Theories of Boko Haram insurgen
It is common knowledge that a problem whose origins we have not taken enough pains to trace is often difficult to solve. It is like treating the symptoms of a disease, without running adequate diagnostics to identify the precise triggers of the symptoms. This is especially true of political problems, including the ongoing security crisis for which the Boko Haram terrorist group is held largely responsible. The urgency to solve this problem has been heightened by the recent waves of terrorist activities, including the audacious abduction of over 200 schoolgirls in Chibok, Borno State.
Given the public outcry over the government’s enduring failure in effectively dealing with Boko Haram’s insurgency, questions must now be raised about the origins, motives, objectives, sponsors, and targets of Boko Haram’s terrorist activities. Unless and until these questions are satisfactorily answered, ad hoc responses to Boko Haram’s terrorist attacks would be analogous to merely treating the symptoms of a disease.

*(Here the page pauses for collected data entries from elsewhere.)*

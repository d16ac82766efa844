use derive_builder::Builder;

use crate::error::{Error, Result};

/// Initial bus voltages of the AC Newton iterations.
#[derive(Debug, Clone, Copy, PartialEq, Eq, Default)]
pub enum VoltageInitMode {
    /// Flat start: 1 p.u. and 0 degrees, regulated buses at their setpoint.
    #[default]
    UniformValues,
    /// Voltages currently stored on the network buses.
    PreviousValues,
    /// Angles from a DC load flow, magnitudes as for a flat start.
    DcValues,
}

/// How active power imbalance is shared between generators.
#[derive(Debug, Clone, Copy, PartialEq, Eq, Default)]
pub enum BalanceType {
    /// Proportional to maximum active power.
    #[default]
    ProportionalToGenerationPMax,
    /// Proportional to the active power setpoint.
    ProportionalToGenerationP,
    /// Proportional to the margin between setpoint and maximum power.
    ProportionalToGenerationRemainingMargin,
}

/// Choice of the reference bus of each component.
#[derive(Debug, Clone, PartialEq, Eq, Default)]
pub enum SlackBusSelection {
    /// Bus of the generator with the largest maximum active power.
    #[default]
    LargestGenerator,
    /// Named bus, where it holds a suitable generator.
    Name(String),
}

/// Load flow options.
#[derive(Debug, Clone, PartialEq, Builder)]
#[builder(
    default,
    build_fn(error = "crate::Error", validate = "Self::validate")
)]
pub struct Parameters {
    /// Share the slack active power between participating generators.
    pub distributed_slack: bool,

    /// Linearized DC power flow that assumes lossless branches,
    /// 1pu voltages and small voltage angle differences.
    pub dc: bool,

    pub voltage_init_mode: VoltageInitMode,

    pub balance_type: BalanceType,

    #[builder(setter(into))]
    pub slack_bus_selection: SlackBusSelection,

    /// Maximum number of Newton iterations. Default value is 20.
    pub max_iterations: usize,

    /// Termination tolerance on per unit P & Q mismatch. Default value is 1e-8.
    pub convergence_tolerance: f64,

    /// Maximum number of slack distribution rounds. Default value is 20.
    pub max_outer_iterations: usize,

    /// Slack bus active power mismatch (MW) below which the distribution
    /// stops. Default value is 1.
    pub slack_bus_p_max_mismatch: f64,

    /// Include transformer ratios in the DC susceptances.
    pub dc_use_transformer_ratio: bool,
}

impl Default for Parameters {
    fn default() -> Self {
        Self {
            distributed_slack: true,
            dc: false,
            voltage_init_mode: VoltageInitMode::default(),
            balance_type: BalanceType::default(),
            slack_bus_selection: SlackBusSelection::default(),
            max_iterations: 20,
            convergence_tolerance: 1e-8,
            max_outer_iterations: 20,
            slack_bus_p_max_mismatch: 1.0,
            dc_use_transformer_ratio: true,
        }
    }
}

impl ParametersBuilder {
    fn validate(&self) -> Result<()> {
        let defaults = Parameters::default();
        let params = Parameters {
            max_iterations: self.max_iterations.unwrap_or(defaults.max_iterations),
            convergence_tolerance: self
                .convergence_tolerance
                .unwrap_or(defaults.convergence_tolerance),
            max_outer_iterations: self
                .max_outer_iterations
                .unwrap_or(defaults.max_outer_iterations),
            slack_bus_p_max_mismatch: self
                .slack_bus_p_max_mismatch
                .unwrap_or(defaults.slack_bus_p_max_mismatch),
            ..defaults
        };
        params.validate()
    }
}

impl Parameters {
    /// Checks option values. Called by the builder and by every analysis
    /// entry point before any computation.
    pub fn validate(&self) -> Result<()> {
        if self.max_iterations == 0 {
            return Err(Error::InvalidConfiguration(
                "max_iterations must be at least 1".to_string(),
            ));
        }
        if self.max_outer_iterations == 0 {
            return Err(Error::InvalidConfiguration(
                "max_outer_iterations must be at least 1".to_string(),
            ));
        }
        if !(self.convergence_tolerance.is_finite() && self.convergence_tolerance > 0.0) {
            return Err(Error::InvalidConfiguration(format!(
                "convergence_tolerance must be positive: {}",
                self.convergence_tolerance
            )));
        }
        if !(self.slack_bus_p_max_mismatch.is_finite() && self.slack_bus_p_max_mismatch > 0.0) {
            return Err(Error::InvalidConfiguration(format!(
                "slack_bus_p_max_mismatch must be positive: {}",
                self.slack_bus_p_max_mismatch
            )));
        }
        if let SlackBusSelection::Name(name) = &self.slack_bus_selection {
            if name.is_empty() {
                return Err(Error::InvalidConfiguration(
                    "slack bus name must not be empty".to_string(),
                ));
            }
        }
        Ok(())
    }
}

A first step is to understand the history of the North-East zone, encompassing Borno, Adamawa, Bauchi, Yobe, and Gombe states, in which Boko Haram’s operations are rooted. This zone was central to the Bornu Empire, which operated as a sovereign Sultanate run according to the principles of the Constitution of Medina. With a majority Kanuri population, the Bornu Sultanate maintained its distinction from the Sokoto Caliphate of the Hausa/Fulani to the west, even after the two came under British control in 1903.

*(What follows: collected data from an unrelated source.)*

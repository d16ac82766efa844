use std::path::Path;

use approx::assert_abs_diff_eq;

use crate::factory::{eurostag_tutorial_example1, ieee14};
use crate::*;

fn bus(id: &str) -> Bus {
    BusBuilder::default().id(id).nominal_v(20.0).build().unwrap()
}

fn line(id: &str) -> Branch {
    BranchBuilder::default().id(id).x(0.1).build().unwrap()
}

#[test]
fn ieee14_contents() {
    let net = ieee14().unwrap();

    assert_eq!(net.name(), "ieee14cdf");
    assert_eq!(net.buses().len(), 14);
    assert_eq!(net.branches().len(), 20);
    assert_eq!(net.generators().count(), 5);
    assert_eq!(net.loads().count(), 11);
    assert_eq!(net.component_count(), 1);

    let first = &net.buses()[0];
    assert_eq!(first.id, "VL1_0");
    assert_abs_diff_eq!(first.v_magnitude, 1.06);

    assert_eq!(net.element_type("T4-7-1"), Some(ElementType::TwoWindingsTransformer));
    assert_eq!(net.element_type("L1-2-1"), Some(ElementType::Line));
    assert_eq!(net.element_type("B3-G"), Some(ElementType::Generator));
    assert_eq!(net.element_type("nope"), None);
}

#[test]
fn injections_expose_their_bus() {
    let net = eurostag_tutorial_example1().unwrap();

    let gen = net.generator("GEN").unwrap();
    assert_eq!(gen.bus_id(), "NGEN");
    assert_abs_diff_eq!(gen.nominal_voltage(), 24.0);
    assert_eq!(gen.country(), Some("FR"));
    assert_abs_diff_eq!(gen.target_p, 607.0);
    assert_eq!(gen.energy_source, EnergySource::Other);

    let load = net.load("LOAD").unwrap();
    assert_eq!(load.bus_id(), "NLOAD");
    assert!(load.is_connected());
}

#[test]
fn generator_energy_source() {
    let mut net = Network::new("sources");
    net.add_bus(bus("A")).unwrap();
    let hydro = GeneratorBuilder::default()
        .id("G1")
        .target_p(10.0)
        .min_p(0.0)
        .max_p(20.0)
        .energy_source(EnergySource::Hydro)
        .build()
        .unwrap();
    net.add_generator("A", hydro).unwrap();

    assert_eq!(net.generator("G1").unwrap().energy_source, EnergySource::Hydro);
}

#[test]
fn element_ids_filter_on_voltage_and_country() {
    let net = eurostag_tutorial_example1().unwrap();

    assert_eq!(
        net.element_ids(ElementType::Line, &[380.0], &[]),
        vec!["NHV1_NHV2_1", "NHV1_NHV2_2"]
    );
    // a transformer matches on either side
    assert_eq!(
        net.element_ids(ElementType::TwoWindingsTransformer, &[24.0], &[]),
        vec!["NGEN_NHV1"]
    );
    assert_eq!(
        net.element_ids(ElementType::TwoWindingsTransformer, &[380.0], &["FR"]),
        vec!["NGEN_NHV1", "NHV2_NLOAD"]
    );
    assert_eq!(net.element_ids(ElementType::Bus, &[], &["FR"]).len(), 4);
    assert!(net.element_ids(ElementType::Bus, &[], &["BE"]).is_empty());
    assert!(net.element_ids(ElementType::Generator, &[225.0], &[]).is_empty());
    assert_eq!(net.element_ids(ElementType::Load, &[], &[]), vec!["LOAD"]);
}

#[test]
fn unknown_switch() {
    let mut net = ieee14().unwrap();

    let err = net.open_switch("aa").unwrap_err();
    assert_eq!(err.to_string(), "Switch 'aa' not found");
}

#[test]
fn duplicate_ids_are_rejected() {
    let mut net = Network::new("dup");
    net.add_bus(bus("A")).unwrap();

    assert!(matches!(net.add_bus(bus("A")), Err(Error::DuplicateId(id)) if id == "A"));
    assert!(matches!(
        net.add_line("A", "A", line("A")),
        Err(Error::DuplicateId(_))
    ));
    assert!(matches!(
        net.add_line("A", "B", line("L")),
        Err(Error::ElementNotFound { kind: "Bus", .. })
    ));
}

#[test]
fn builders_validate() {
    let missing = BusBuilder::default().id("A").build();
    assert!(matches!(missing, Err(Error::InvalidConfiguration(_))));

    let negative = BusBuilder::default().id("A").nominal_v(-1.0).build();
    assert!(matches!(negative, Err(Error::InvalidConfiguration(_))));

    let reversed = GeneratorBuilder::default()
        .id("G")
        .target_p(0.0)
        .min_p(10.0)
        .max_p(5.0)
        .build();
    assert!(matches!(reversed, Err(Error::InvalidConfiguration(_))));

    let short = BranchBuilder::default().id("L").r(0.0).x(0.0).build();
    assert!(matches!(short, Err(Error::InvalidConfiguration(_))));
}

#[test]
fn switches_merge_buses() {
    let mut net = Network::new("switches");
    for id in ["A", "B", "C"] {
        net.add_bus(bus(id)).unwrap();
    }
    net.add_line("A", "B", line("L")).unwrap();
    assert_eq!(net.component_count(), 2);

    net.add_switch("S", "B", "C", false).unwrap();
    assert_eq!(net.component_count(), 1);

    assert!(net.open_switch("S").unwrap());
    assert!(!net.open_switch("S").unwrap());
    assert!(net.switch("S").unwrap().is_open());
    assert_eq!(net.component_count(), 2);
    // largest component first
    assert_eq!(net.bus("A").unwrap().component_num(), 0);
    assert_eq!(net.bus("C").unwrap().component_num(), 1);

    assert!(net.close_switch("S").unwrap());
    assert_eq!(net.component_count(), 1);
}

#[test]
fn disconnecting_a_radial_branch_splits_the_network() {
    let mut net = eurostag_tutorial_example1().unwrap();

    assert!(net.disconnect("NHV1_NHV2_1"));
    assert_eq!(net.component_count(), 1);

    assert!(net.disconnect("NGEN_NHV1"));
    assert_eq!(net.component_count(), 2);
    assert_eq!(net.bus("NGEN").unwrap().component_num(), 1);
    let br = net.branch("NGEN_NHV1").unwrap();
    assert!(!br.is_connected1() && !br.is_connected2());

    assert!(net.connect("NGEN_NHV1"));
    assert_eq!(net.component_count(), 1);

    assert!(!net.disconnect("NGEN"));
    assert!(net.disconnect("LOAD"));
    assert!(!net.load("LOAD").unwrap().is_connected());
}

#[test]
fn ieee14_branch_reconnection_restores_topology() {
    let mut net = ieee14().unwrap();
    let components: Vec<usize> = net.buses().iter().map(|b| b.component_num()).collect();

    assert!(net.disconnect("L1-2-1"));
    let br = net.branch("L1-2-1").unwrap();
    assert!(!br.is_connected1() && !br.is_connected2());
    // meshed, so the network stays in one piece
    assert_eq!(net.component_count(), 1);

    assert!(net.connect("L1-2-1"));
    let br = net.branch("L1-2-1").unwrap();
    assert!(br.is_connected1() && br.is_connected2());
    assert_eq!(net.component_count(), 1);
    let restored: Vec<usize> = net.buses().iter().map(|b| b.component_num()).collect();
    assert_eq!(restored, components);
    assert!(net.switches().iter().all(|s| !s.is_open()));
}

struct FactoryImporter;

impl Importer for FactoryImporter {
    fn import(&self, path: &Path) -> anyhow::Result<Network> {
        match path.file_stem().and_then(|s| s.to_str()) {
            Some("ieee14") => Ok(ieee14()?),
            Some(other) => anyhow::bail!("no case named {}", other),
            None => anyhow::bail!("missing file name"),
        }
    }
}

#[test]
fn load_network_with_importer() {
    let dir = std::env::temp_dir().join("powergrid-load-network");
    std::fs::create_dir_all(&dir).unwrap();
    for name in ["ieee14.case", "ieee30.case"] {
        std::fs::write(dir.join(name), b"").unwrap();
    }

    let net = load_network(&dir.join("ieee14.case"), &FactoryImporter).unwrap();
    assert_eq!(net.buses().len(), 14);

    let err = load_network(&dir.join("ieee30.case"), &FactoryImporter).unwrap_err();
    assert!(matches!(err, Error::Import(msg) if msg.contains("no case named ieee30")));

    let err = load_network(&dir.join("ieee57.case"), &FactoryImporter).unwrap_err();
    assert!(matches!(err, Error::Io(_)));
}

The people of the zone resisted colonial authority as much as they resisted the influence of the Sokoto Caliphate. The Kanuri were particularly suspicious of Christian missionaries who used Western education as a tool for proselytisation. Increased dissatisfaction among them and others in the zone gave rise to many fundamentalists, whose opposition went beyond Western education. Mohammed Marwa, also known as Maitatsine, was such a fundamentalist. The riots he instigated in 1980 resulted in the deaths of thousands of people. Some analysts view Boko Haram as an extension of the Maitatsine riots.